EXERCISE: Give an exact copy of the lines from the beginning of the listing below to the "liveness: Arc::new(|snapshot: &NodeSnapshot|" line, inclusive.

DATASET EXTRACT:
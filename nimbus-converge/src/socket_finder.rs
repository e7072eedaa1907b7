//! Find the first reachable address of a node on a given port.

use std::sync::Arc;
use std::time::Duration;

use tokio::task::JoinSet;
use tokio::time::Instant;
use tracing::{debug, info, warn};

use crate::error::{ConvergeError, Result};
use crate::node::{NodeHandle, NodeSnapshot, NodeStatus};
use crate::provider::NodeStatusSource;
use crate::retry::RetryablePredicate;
use crate::socket::{HostAndPort, ReachabilityProbe, SocketOpenTester};

/// Decides whether a node is still worth probing.
pub type LivenessCheck = Arc<dyn Fn(&NodeSnapshot) -> bool + Send + Sync>;

/// Races reachability probes across every address of a node.
///
/// Each tick probes all candidates concurrently and finishes as soon as one
/// succeeds or all have failed. Ticks never overlap. Before every tick the
/// node is refreshed through the status source (when one is set) and the
/// latest snapshot goes through the liveness check, so a node that has died
/// aborts the search instead of running out the clock.
pub struct ConcurrentOpenSocketFinder<P = SocketOpenTester> {
    probe: Arc<P>,
    period: Duration,
    liveness: LivenessCheck,
    status_source: Option<Arc<dyn NodeStatusSource>>,
}

impl<P: ReachabilityProbe + 'static> ConcurrentOpenSocketFinder<P> {
    pub fn new(probe: P) -> Self {
        Self {
            probe: Arc::new(probe),
            period: Duration::from_secs(1),
            liveness: Arc::new(|snapshot: &NodeSnapshot| !snapshot.status.is_terminal()),
            status_source: None,
        }
    }

    pub fn with_period(mut self, period: Duration) -> Self {
        self.period = period;
        self
    }

    /// Replace the default check (status is not TERMINATED or ERROR).
    pub fn with_liveness<F>(mut self, liveness: F) -> Self
    where
        F: Fn(&NodeSnapshot) -> bool + Send + Sync + 'static,
    {
        self.liveness = Arc::new(liveness);
        self
    }

    /// Refresh the node from `source` before every tick. Without a source the
    /// liveness check only sees what other holders write into the handle.
    pub fn with_status_source(mut self, source: Arc<dyn NodeStatusSource>) -> Self {
        self.status_source = Some(source);
        self
    }

    /// Returns the first candidate that accepted a connection.
    pub async fn find_open_socket(
        &self,
        node: &NodeHandle,
        port: u16,
        timeout: Duration,
    ) -> Result<HostAndPort> {
        let snapshot = node.snapshot();
        let candidates: Vec<HostAndPort> = snapshot
            .addresses()
            .into_iter()
            .map(|addr| HostAndPort::new(addr.to_string(), port))
            .collect();

        if candidates.is_empty() {
            return Err(ConvergeError::Configuration(format!(
                "node {} has no public or private addresses to probe on port {}",
                node.id(),
                port
            )));
        }

        debug!(
            node_id = %node.id(),
            port,
            candidates = candidates.len(),
            "Searching for open socket"
        );

        let start = Instant::now();
        let candidates = &candidates;
        let retry = RetryablePredicate::new(timeout, self.period);

        let found = retry
            .poll::<_, _, _, ConvergeError>(move || async move {
                self.check_alive(node, start).await?;
                Ok(self.probe_round(candidates).await)
            })
            .await?;

        match found {
            Some(open) => {
                info!(node_id = %node.id(), socket = %open, "Found open socket");
                Ok(open)
            }
            None => Err(ConvergeError::SocketNotFound {
                port,
                node_id: node.id().to_string(),
                max_wait_secs: timeout.as_secs(),
            }),
        }
    }

    /// Refresh the handle if a status source is set, then apply the liveness check.
    async fn check_alive(&self, node: &NodeHandle, start: Instant) -> Result<()> {
        if let Some(source) = &self.status_source {
            let Some(fresh) = source.refresh_node(node.id()).await? else {
                warn!(node_id = %node.id(), "Node disappeared while searching for open socket");
                return Err(ConvergeError::ResourceDisappeared {
                    id: node.id().to_string(),
                    target: "open socket".to_string(),
                });
            };
            node.update(fresh);
        }

        let current = node.snapshot();
        if (self.liveness)(&current) {
            return Ok(());
        }
        warn!(
            node_id = %node.id(),
            status = %current.status,
            "Node is no longer alive, aborting socket search"
        );
        Err(ConvergeError::Disqualified {
            id: node.id().to_string(),
            status: current.status,
            target: NodeStatus::Running,
            elapsed_secs: start.elapsed().as_secs(),
        })
    }

    /// One tick: probe all candidates, return the first that connects.
    async fn probe_round(&self, candidates: &[HostAndPort]) -> Option<HostAndPort> {
        let mut tasks = JoinSet::new();
        for candidate in candidates {
            let probe = Arc::clone(&self.probe);
            let candidate = candidate.clone();
            tasks.spawn(async move {
                if probe.probe(&candidate).await {
                    Some(candidate)
                } else {
                    None
                }
            });
        }

        while let Some(joined) = tasks.join_next().await {
            match joined {
                Ok(Some(open)) => {
                    // Slower probes are abandoned.
                    tasks.abort_all();
                    return Some(open);
                }
                Ok(None) => {}
                Err(e) => warn!(error = %e, "Socket probe task failed"),
            }
        }
        None
    }
}
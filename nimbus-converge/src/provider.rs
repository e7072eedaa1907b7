//! Primitives that provider adapters implement for the convergence core.
//!
//! Adapters translate these calls into their own REST/XML/JSON APIs and map
//! provider error codes onto [`ProviderError`] kinds.

use std::collections::BTreeSet;

use async_trait::async_trait;
use serde::{Deserialize, Serialize};

use crate::error::ProviderError;
use crate::node::NodeSnapshot;

/// Reports the current state of a node.
#[async_trait]
pub trait NodeStatusSource: Send + Sync {
    /// Fresh snapshot, or `None` if the provider no longer knows the node.
    ///
    /// Implementations that want transient failures retried should return a
    /// snapshot with the previous status instead of an error; errors abort
    /// the wait that issued the call.
    async fn refresh_node(&self, id: &str) -> Result<Option<NodeSnapshot>, ProviderError>;
}

/// What to create when provisioning a node.
#[derive(Debug, Clone, PartialEq, Eq, Serialize, Deserialize)]
pub struct NodeRequest {
    pub region: String,
    pub group: String,
    pub image_id: String,
    pub hardware_id: String,
    /// TCP ports opened in the group's security group.
    pub inbound_ports: BTreeSet<u16>,
    /// Port probed once the node is running.
    pub login_port: u16,
}

impl NodeRequest {
    pub fn new(
        region: impl Into<String>,
        group: impl Into<String>,
        image_id: impl Into<String>,
    ) -> Self {
        Self {
            region: region.into(),
            group: group.into(),
            image_id: image_id.into(),
            hardware_id: String::new(),
            inbound_ports: BTreeSet::from([22]),
            login_port: 22,
        }
    }
}

/// Creates and destroys nodes.
#[async_trait]
pub trait NodeProvider: NodeStatusSource {
    /// Start creating a node. The returned snapshot is usually still PENDING.
    async fn create_node(
        &self,
        request: &NodeRequest,
        security_group_id: &str,
        key_name: &str,
    ) -> Result<NodeSnapshot, ProviderError>;

    async fn destroy_node(&self, id: &str) -> Result<(), ProviderError>;
}
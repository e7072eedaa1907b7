//! nimbus-converge - convergence and caching core for cloud compute adapters.
//!
//! Provider adapters supply the remote primitives (refresh a node, create a
//! security group, begin an image bake). This crate turns them into bounded,
//! cancellable waits and at-most-once resource creation:
//! - [`RetryablePredicate`]: the polling engine every wait is built on
//! - [`StatusConvergence`]: wait for a node to reach a target status
//! - [`ConcurrentOpenSocketFinder`]: race reachability probes across a node's addresses
//! - [`ImageReadyPoller`]: background image-bake polling exposed as a future
//! - [`CreateOrReuseCache`]: create-if-needed memoization for regional resources
//!
//! # Example
//! ```ignore
//! use nimbus_converge::{ConvergeConfig, ConvergenceTarget, StatusConvergence};
//!
//! let config = ConvergeConfig::default();
//! let poller = StatusConvergence::new(provider, ConvergenceTarget::running(), &config);
//! let node = poller.apply(&handle).await?;
//! ```

pub mod cache;
pub mod cleanup;
pub mod config;
pub mod connection;
pub mod convergence;
pub mod error;
pub mod image;
pub mod key_pair;
pub mod node;
pub mod provider;
pub mod provision;
pub mod retry;
pub mod security_group;
pub mod socket;
pub mod socket_finder;

pub use cache::{CreateOrReuseCache, CreateOutcome, RegionalResourceKey, ResourceCreator};
pub use cleanup::IncidentalResources;
pub use config::ConvergeConfig;
pub use connection::{with_retry, BackoffPolicy, Connection, ShellConnector, ShellSession};
pub use convergence::{ConvergenceTarget, StatusConvergence};
pub use error::{ConvergeError, ProviderError, Result};
pub use image::{Image, ImageCreation, ImageReadyPoller, ImageService, ImageStatus, ImageTemplate};
pub use key_pair::{KeyPair, KeyPairApi, KeyPairCache};
pub use node::{LoginCredentials, NodeHandle, NodeSnapshot, NodeStatus};
pub use provider::{NodeProvider, NodeRequest, NodeStatusSource};
pub use provision::{ProvisionedNode, Provisioner};
pub use retry::RetryablePredicate;
pub use security_group::{SecurityGroup, SecurityGroupApi, SecurityGroupCache};
pub use socket::{HostAndPort, ReachabilityProbe, SocketOpenTester};
pub use socket_finder::ConcurrentOpenSocketFinder;
//! Blockpad: edit remotely stored code blocks as local files
//!
//! A code block (a Gist, for example) is materialized as a working copy in a
//! scratch directory whose name encodes the block id. Saves, additions and
//! deletions made through the host editor are pushed straight back to the
//! current storage provider.

pub mod codec;
pub mod commands;
pub mod config;
pub mod error;
pub mod host;
pub mod logging;
pub mod provider;
pub mod sync;
pub mod tooling;
pub mod types;
pub mod watch;

pub use commands::{Command, CommandOutcome, CommandService};
pub use error::ApiError;
pub use provider::{ProviderContext, StorageProvider};
pub use sync::Synchronizer;
pub use types::{BlockSummary, DocumentIdentity, FileContent, StorageBlock};
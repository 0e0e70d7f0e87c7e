//! Per-block serialization
//!
//! Operations that read a block, decide, then write back (collision
//! resolution when adding a file) hold the block's lock for the whole
//! sequence. Operations on different blocks proceed independently.

use parking_lot::Mutex;
use std::collections::HashMap;
use std::sync::Arc;
use tokio::sync::{Mutex as AsyncMutex, OwnedMutexGuard};

pub struct BlockLockManager {
    /// Map from block id to that block's async lock
    locks: Mutex<HashMap<String, Arc<AsyncMutex<()>>>>,
}

impl BlockLockManager {
    pub fn new() -> Self {
        Self {
            locks: Mutex::new(HashMap::new()),
        }
    }

    fn block_lock(&self, block_id: &str) -> Arc<AsyncMutex<()>> {
        let mut map = self.locks.lock();
        map.entry(block_id.to_string())
            .or_insert_with(|| Arc::new(AsyncMutex::new(())))
            .clone()
    }

    /// Wait for exclusive access to `block_id`. Released when the guard drops.
    pub async fn lock(&self, block_id: &str) -> OwnedMutexGuard<()> {
        self.block_lock(block_id).lock_owned().await
    }

    /// Drop locks nobody is holding or waiting on.
    pub fn cleanup_unused(&self) {
        let mut map = self.locks.lock();
        map.retain(|_, lock| Arc::strong_count(lock) > 1);
    }

    pub fn lock_count(&self) -> usize {
        self.locks.lock().len()
    }
}

impl Default for BlockLockManager {
    fn default() -> Self {
        Self::new()
    }
}

#[cfg(test)]
mod tests {
    use super::*;
    use std::time::Duration;

    #[tokio::test]
    async fn same_block_is_serialized() {
        let manager = Arc::new(BlockLockManager::new());
        let guard = manager.lock("abc123").await;

        let contender = {
            let manager = Arc::clone(&manager);
            tokio::spawn(async move {
                let _guard = manager.lock("abc123").await;
            })
        };

        tokio::time::sleep(Duration::from_millis(20)).await;
        assert!(!contender.is_finished());

        drop(guard);
        contender.await.unwrap();
    }

    #[tokio::test]
    async fn different_blocks_do_not_block() {
        let manager = BlockLockManager::new();
        let _first = manager.lock("abc123").await;
        let _second = manager.lock("xyz789").await;
        assert_eq!(manager.lock_count(), 2);
    }

    #[tokio::test]
    async fn cleanup_keeps_held_locks() {
        let manager = BlockLockManager::new();
        let held = manager.lock("abc123").await;
        drop(manager.lock("xyz789").await);

        manager.cleanup_unused();
        assert_eq!(manager.lock_count(), 1);
        drop(held);
        manager.cleanup_unused();
        assert_eq!(manager.lock_count(), 0);
    }
}
//! GitHub Gist provider over the REST API.

use crate::config::GitHubSettings;
use crate::error::ApiError;
use crate::provider::StorageProvider;
use crate::types::{BlockSummary, FileContent, StorageBlock};
use async_trait::async_trait;
use indexmap::IndexMap;
use parking_lot::RwLock;
use reqwest::{Client, Method, RequestBuilder, Response, StatusCode};
use serde::Deserialize;
use serde_json::{json, Value};

const USER_AGENT: &str = concat!("blockpad/", env!("CARGO_PKG_VERSION"));

#[derive(Debug, Clone)]
enum Credentials {
    Token(String),
    Basic { username: String, password: String },
}

#[derive(Debug, Deserialize)]
struct GistFile {
    #[serde(default)]
    content: Option<String>,
    #[serde(default)]
    raw_url: Option<String>,
}

#[derive(Debug, Deserialize)]
struct Gist {
    id: String,
    url: String,
    html_url: String,
    #[serde(default)]
    description: Option<String>,
    #[serde(default)]
    public: bool,
    #[serde(default)]
    files: IndexMap<String, GistFile>,
}

impl Gist {
    fn into_block(self) -> StorageBlock {
        let files = self
            .files
            .into_iter()
            .map(|(name, file)| {
                (
                    name,
                    FileContent {
                        content: file.content.unwrap_or_default(),
                        raw_url: file.raw_url,
                    },
                )
            })
            .collect();
        StorageBlock {
            id: self.id,
            description: self.description.unwrap_or_default(),
            is_private: !self.public,
            html_url: self.html_url,
            files,
        }
    }

    fn summary(&self) -> BlockSummary {
        BlockSummary {
            id: self.id.clone(),
            url: self.url.clone(),
            description: self.description.clone().unwrap_or_default(),
            is_private: !self.public,
            file_count: self.files.len(),
        }
    }
}

/// Gist-backed provider.
pub struct GitHubProvider {
    client: Client,
    api_url: String,
    credentials: RwLock<Option<Credentials>>,
}

impl GitHubProvider {
    pub const NAME: &'static str = "github";

    pub fn new(api_url: &str, token: Option<String>) -> Result<Self, ApiError> {
        let client = Client::builder()
            .user_agent(USER_AGENT)
            .build()
            .map_err(|e| ApiError::ConfigError(format!("Failed to build HTTP client: {}", e)))?;
        Ok(Self {
            client,
            api_url: api_url.trim_end_matches('/').to_string(),
            credentials: RwLock::new(token.filter(|t| !t.is_empty()).map(Credentials::Token)),
        })
    }

    pub fn from_settings(settings: &GitHubSettings) -> Result<Self, ApiError> {
        Self::new(&settings.api_url, settings.token.clone())
    }

    fn endpoint(&self, path: &str) -> String {
        format!("{}/{}", self.api_url, path.trim_start_matches('/'))
    }

    fn gist_endpoint(&self, block_id: &str) -> String {
        self.endpoint(&format!("gists/{}", block_id))
    }

    fn star_endpoint(&self, block_id: &str) -> String {
        self.endpoint(&format!("gists/{}/star", block_id))
    }

    fn request(&self, method: Method, url: &str) -> RequestBuilder {
        let builder = self
            .client
            .request(method, url)
            .header("Accept", "application/vnd.github+json");
        match self.credentials.read().clone() {
            Some(Credentials::Token(token)) => builder.bearer_auth(token),
            Some(Credentials::Basic { username, password }) => {
                builder.basic_auth(username, Some(password))
            }
            None => builder,
        }
    }

    async fn send(&self, builder: RequestBuilder, what: &str) -> Result<Response, ApiError> {
        let response = builder.send().await?;
        let status = response.status();
        if status.is_success() {
            return Ok(response);
        }

        let body = response.text().await.unwrap_or_default();
        let message = serde_json::from_str::<Value>(&body)
            .ok()
            .and_then(|v| v.get("message").and_then(Value::as_str).map(str::to_string))
            .unwrap_or_else(|| status.to_string());
        tracing::warn!(%status, what, "GitHub request failed: {}", message);

        Err(match status {
            StatusCode::UNAUTHORIZED => ApiError::AuthError(message),
            StatusCode::NOT_FOUND => {
                ApiError::ProviderError(format!("Failed to {}: unknown code block", what))
            }
            _ => ApiError::ProviderError(format!("Failed to {}: {}", what, message)),
        })
    }

    async fn patch_gist(&self, block_id: &str, body: Value, what: &str) -> Result<(), ApiError> {
        let builder = self
            .request(Method::PATCH, &self.gist_endpoint(block_id))
            .json(&body);
        self.send(builder, what).await?;
        Ok(())
    }
}

fn edit_file_body(file_name: &str, content: &str) -> Value {
    json!({ "files": { file_name: { "content": content } } })
}

fn remove_file_body(file_name: &str) -> Value {
    json!({ "files": { file_name: Value::Null } })
}

fn create_body(file_name: &str, description: &str, content: &str, is_private: bool) -> Value {
    json!({
        "description": description,
        "public": !is_private,
        "files": { file_name: { "content": content } },
    })
}

#[async_trait]
impl StorageProvider for GitHubProvider {
    fn name(&self) -> &str {
        Self::NAME
    }

    async fn is_authenticated(&self) -> bool {
        self.credentials.read().is_some()
    }

    async fn login(&self, username: &str, password: &str) -> Result<(), ApiError> {
        let builder = self
            .client
            .get(self.endpoint("user"))
            .header("Accept", "application/vnd.github+json")
            .basic_auth(username, Some(password));
        match self.send(builder, "log in").await {
            Ok(_) => {
                *self.credentials.write() = Some(Credentials::Basic {
                    username: username.to_string(),
                    password: password.to_string(),
                });
                tracing::info!(username, "Logged in to GitHub");
                Ok(())
            }
            Err(ApiError::AuthError(message)) => Err(ApiError::AuthError(format!(
                "GitHub rejected the credentials for {}: {}",
                username, message
            ))),
            Err(e) => Err(e),
        }
    }

    async fn list(&self, favorite_only: bool) -> Result<Vec<BlockSummary>, ApiError> {
        let path = if favorite_only {
            "gists/starred"
        } else {
            "gists"
        };
        let builder = self
            .request(Method::GET, &self.endpoint(path))
            .query(&[("per_page", "100")]);
        let gists: Vec<Gist> = self.send(builder, "list gists").await?.json().await?;
        Ok(gists.iter().map(Gist::summary).collect())
    }

    async fn get_storage_block(&self, url: &str) -> Result<StorageBlock, ApiError> {
        let builder = self.request(Method::GET, url);
        let gist: Gist = self.send(builder, "fetch gist").await?.json().await?;
        Ok(gist.into_block())
    }

    async fn get_storage_block_by_id(&self, id: &str) -> Result<StorageBlock, ApiError> {
        let url = self.gist_endpoint(id);
        self.get_storage_block(&url).await
    }

    async fn create_file(
        &self,
        file_name: &str,
        description: &str,
        content: &str,
        is_private: bool,
    ) -> Result<StorageBlock, ApiError> {
        let builder = self
            .request(Method::POST, &self.endpoint("gists"))
            .json(&create_body(file_name, description, content, is_private));
        let gist: Gist = self.send(builder, "create gist").await?.json().await?;
        tracing::info!(block_id = %gist.id, file_name, "Created gist");
        Ok(gist.into_block())
    }

    async fn edit_file(
        &self,
        block_id: &str,
        file_name: &str,
        content: &str,
    ) -> Result<(), ApiError> {
        self.patch_gist(block_id, edit_file_body(file_name, content), "update gist file")
            .await
    }

    async fn remove_file_from_storage_block(
        &self,
        block_id: &str,
        file_name: &str,
    ) -> Result<(), ApiError> {
        self.patch_gist(block_id, remove_file_body(file_name), "remove gist file")
            .await
    }

    async fn delete_storage_block(&self, block_id: &str) -> Result<(), ApiError> {
        let builder = self.request(Method::DELETE, &self.gist_endpoint(block_id));
        self.send(builder, "delete gist").await?;
        tracing::info!(block_id, "Deleted gist");
        Ok(())
    }

    async fn change_description(
        &self,
        block_id: &str,
        description: &str,
    ) -> Result<(), ApiError> {
        self.patch_gist(
            block_id,
            json!({ "description": description }),
            "change gist description",
        )
        .await
    }

    async fn set_starred(&self, block_id: &str, starred: bool) -> Result<(), ApiError> {
        let (method, what) = if starred {
            (Method::PUT, "star gist")
        } else {
            (Method::DELETE, "unstar gist")
        };
        let builder = self
            .request(method, &self.star_endpoint(block_id))
            .header("Content-Length", "0");
        self.send(builder, what).await?;
        tracing::info!(block_id, starred, "Updated gist star");
        Ok(())
    }
}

OUTPUT BELOW:
filename nimbus-converge/src/socket_finder.rs
repository e7072eedaa1907b7
//! Find the first reachable address of a node on a given port.

use std::sync::Arc;
use std::time::Duration;

use tokio::task::JoinSet;
use tokio::time::Instant;
use tracing::{debug, info, warn};

use crate::error::{ConvergeError, Result};
use crate::node::{NodeHandle, NodeSnapshot, NodeStatus};
use crate::provider::NodeStatusSource;
use crate::retry::RetryablePredicate;
use crate::socket::{HostAndPort, ReachabilityProbe, SocketOpenTester};

/// Decides whether a node is still worth probing.
pub type LivenessCheck = Arc<dyn Fn(&NodeSnapshot) -> bool + Send + Sync>;

/// Races reachability probes across every address of a node.
///
/// Each tick probes all candidates concurrently and finishes as soon as one
/// succeeds or all have failed. Ticks never overlap. Before every tick the
/// node is refreshed through the status source (when one is set) and the
/// latest snapshot goes through the liveness check, so a node that has died
/// aborts the search instead of running out the clock.
pub struct ConcurrentOpenSocketFinder<P = SocketOpenTester> {
    probe: Arc<P>,
    period: Duration,
    liveness: LivenessCheck,
    status_source: Option<Arc<dyn NodeStatusSource>>,
}

impl<P: ReachabilityProbe + 'static> ConcurrentOpenSocketFinder<P> {
    pub fn new(probe: P) -> Self {
        Self {
            probe: Arc::new(probe),
            period: Duration::from_secs(1),
            liveness: Arc::new(|snapshot: &NodeSnapshot| !snapshot.status.is_terminal()),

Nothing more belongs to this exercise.